Michael Carr Reading Response

I, for one, worry a bit about an age where text can be modified with nothing but a keystroke. Several media in my life already take advantage of this "on-the-fly" method of releasing new content. For example, Apple usually releases a new software version of my iPod Touch every year, and it might be a marked change from the previous version. Despite the fact that I still have the same physical device, I now have a completely different interface than from when I originally bought the device nearly 4 years ago. On the flip-side of that coin, when I buy a game for my Xbox 360 that is relatively new, the people who develop the game might release a sloppier version than they would have if they knew that the only shot that they had at making a good game was the first time it was published.

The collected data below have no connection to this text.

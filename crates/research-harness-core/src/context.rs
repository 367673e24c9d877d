//! Citation-ready context assembly.
//!
//! Two independent numbering schemes come out of a research run:
//!
//! - **Context citations**: the `i`-th retrieved chunk (1-based, retrieval
//!   rank order) is rendered as `[i]`. Report text cites these.
//! - **Sources list**: unique document URLs, first occurrence wins, in
//!   document insertion order.
//!
//! They are not required to line up: `[2]` in a report refers to the second
//! retrieved chunk, not the second source URL.

use std::collections::HashSet;

use crate::models::Document;

/// Render retrieved chunks as `"[i] <text>"` blocks separated by blank lines.
///
/// ```rust
/// use research_harness_core::context::assemble;
///
/// let ctx = assemble(&["alpha".to_string(), "beta".to_string()]);
/// assert_eq!(ctx, "[1] alpha\n\n[2] beta");
/// ```
pub fn assemble(chunks: &[String]) -> String {
    chunks
        .iter()
        .enumerate()
        .map(|(i, text)| format!("[{}] {}", i + 1, text))
        .collect::<Vec<_>>()
        .join("\n\n")
}

/// Document URLs deduplicated in first-seen order.
pub fn unique_sources(documents: &[Document]) -> Vec<String> {
    let mut seen = HashSet::new();
    documents
        .iter()
        .filter(|d| seen.insert(d.url.as_str()))
        .map(|d| d.url.clone())
        .collect()
}

#[cfg(test)]
mod tests {
    use super::*;

    fn doc(url: &str) -> Document {
        Document {
            url: url.to_string(),
            title: String::new(),
            content: "body".to_string(),
            source: "web".to_string(),
            query: "q".to_string(),
        }
    }

    #[test]
    fn test_citation_markers_follow_retrieval_order() {
        let chunks = vec![
            "zebra facts".to_string(),
            "apple facts".to_string(),
            "mango facts".to_string(),
        ];
        let ctx = assemble(&chunks);
        let blocks: Vec<&str> = ctx.split("\n\n").collect();
        assert_eq!(blocks, vec!["[1] zebra facts", "[2] apple facts", "[3] mango facts"]);
        assert!(!ctx.contains("[4]"));
    }

    #[test]
    fn test_assemble_empty() {
        assert_eq!(assemble(&[]), "");
    }

    #[test]
    fn test_unique_sources_first_seen_order() {
        let docs = vec![
            doc("https://b.example"),
            doc("https://a.example"),
            doc("https://b.example"),
            doc("https://c.example"),
            doc("https://a.example"),
        ];
        assert_eq!(
            unique_sources(&docs),
            vec!["https://b.example", "https://a.example", "https://c.example"]
        );
    }
}
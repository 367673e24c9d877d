//! Retrieval index abstraction.
//!
//! The [`RetrievalIndex`] trait is the per-session vector collection the
//! retriever writes chunks into and queries for context. Backends own
//! embedding generation: callers pass text in and get ranked text out.
//!
//! Implementations must be `Send + Sync` to work with async runtimes.
//!
//! # Contract
//!
//! | Method | Behaviour |
//! |--------|-----------|
//! | [`create_collection`](RetrievalIndex::create_collection) | Idempotent; an existing collection is reused untouched |
//! | [`add`](RetrievalIndex::add) | Appends; ids are `"{session_id}:{ordinal}"` continuing from prior adds |
//! | [`query`](RetrievalIndex::query) | Up to `top_k` texts, most similar first, ties by ordinal |
//! | [`delete_collection`](RetrievalIndex::delete_collection) | Drops every chunk of the session |
//!
//! `query` against a session that was never created, or has been deleted,
//! fails with [`ResearchError::SessionNotFound`](crate::error::ResearchError::SessionNotFound).
//! An existing session with no chunks yields an empty result.
//!
//! Repeated `add` calls with identical chunks store duplicates. Every stored
//! chunk keeps a SHA-256 content hash so duplicates stay detectable.

pub mod memory;

use anyhow::Result;
use async_trait::async_trait;
use sha2::{Digest, Sha256};

use crate::models::Chunk;

/// A chunk that matched a query, with its similarity score.
#[derive(Debug, Clone)]
pub struct ScoredChunk {
    /// `"{session_id}:{ordinal}"`.
    pub id: String,
    pub ordinal: i64,
    pub text: String,
    pub score: f32,
}

/// Per-session vector collection.
#[async_trait]
pub trait RetrievalIndex: Send + Sync {
    /// Create the collection for `session_id`, or reuse it if it exists.
    async fn create_collection(&self, session_id: &str) -> Result<()>;

    /// Embed and append chunks to the session's collection, creating it if needed.
    async fn add(&self, session_id: &str, chunks: &[Chunk]) -> Result<()>;

    /// Return up to `top_k` chunk texts ranked by similarity to `query_text`.
    async fn query(&self, session_id: &str, query_text: &str, top_k: usize) -> Result<Vec<String>>;

    /// Remove the collection and every chunk in it. Unknown sessions are a no-op.
    async fn delete_collection(&self, session_id: &str) -> Result<()>;
}

/// Build the index-wide chunk id for an ordinal within a session.
pub fn chunk_id(session_id: &str, ordinal: i64) -> String {
    format!("{}:{}", session_id, ordinal)
}

/// SHA-256 hex digest of a chunk's text.
pub fn content_hash(text: &str) -> String {
    let mut hasher = Sha256::new();
    hasher.update(text.as_bytes());
    format!("{:x}", hasher.finalize())
}

/// Sort by score descending, then ordinal ascending, and keep `top_k`.
///
/// The ordinal tie-break keeps citation numbering reproducible across
/// repeated retrievals of the same query.
pub fn rank(mut scored: Vec<ScoredChunk>, top_k: usize) -> Vec<ScoredChunk> {
    scored.sort_by(|a, b| {
        b.score
            .partial_cmp(&a.score)
            .unwrap_or(std::cmp::Ordering::Equal)
            .then(a.ordinal.cmp(&b.ordinal))
    });
    scored.truncate(top_k);
    scored
}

Instead, a publisher can set a date for the game's release based on the market and the competition and gloss over some of the bug-testing that it normally would have to go through, since it knows that the customers will find the bugs and complain about them as soon as they start becoming hindered by them. Nicholas Carr's books are a benign illustration of what I fear happening to books and other media that are currently "set in stone" once published. I don't want to read a book, only to go back later and find that it has been edited and now my favorite character has become a much more distasteful persona. I want the author to sweat it, I want the editor to be the bad guy. I want to be a lazy reader, but more importantly, I want the art form to stay true to John Updike's "edges," and to transcend fashion and ephemeral, societal pressures, and just stand on their own as good books.